_TASK INSTRUCTIONS_: The result should be every line in the material below containing the string "error".

══════════

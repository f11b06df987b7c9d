//! Shoe catalog domain types for Stride.
//!
//! This crate holds everything a catalog card needs before it is rendered:
//!
//! - **Listings**: `ShoeListing` input records and the `Catalog` that groups them
//! - **Variants**: the `default` / `on-sale` / `new-release` classification and its badge
//! - **Money**: minor-unit prices and their display formatting
//! - **Release window**: the "recently released" check
//!
//! # Example
//!
//! ```rust,ignore
//! use stride_catalog::prelude::*;
//!
//! let window = ReleaseWindow::default();
//! let variant = classify(Some(11000), release_date, &window);
//! assert_eq!(variant, Variant::OnSale);
//!
//! let badge = variant.presentation().unwrap();
//! println!("{} on {}", badge.text, badge.color);
//! ```

pub mod catalog;
pub mod error;
pub mod money;
pub mod release;
pub mod shoe;
pub mod text;
pub mod variant;

pub use catalog::{Catalog, SortOrder};
pub use error::CatalogError;
pub use money::{format_price, Currency, Money};
pub use release::ReleaseWindow;
pub use shoe::ShoeListing;
pub use text::pluralize;
pub use variant::{classify, BadgePresentation, Variant};

/// Prelude for convenient imports.
pub mod prelude {
    pub use crate::catalog::{Catalog, SortOrder};
    pub use crate::error::CatalogError;
    pub use crate::money::{format_price, Currency, Money};
    pub use crate::release::ReleaseWindow;
    pub use crate::shoe::ShoeListing;
    pub use crate::text::pluralize;
    pub use crate::variant::{classify, BadgePresentation, Variant};
}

══════════

_ANSWER TO THE EXERCISE_:
pub mod error;
pub use error::CatalogError;
    pub use crate::error::CatalogError;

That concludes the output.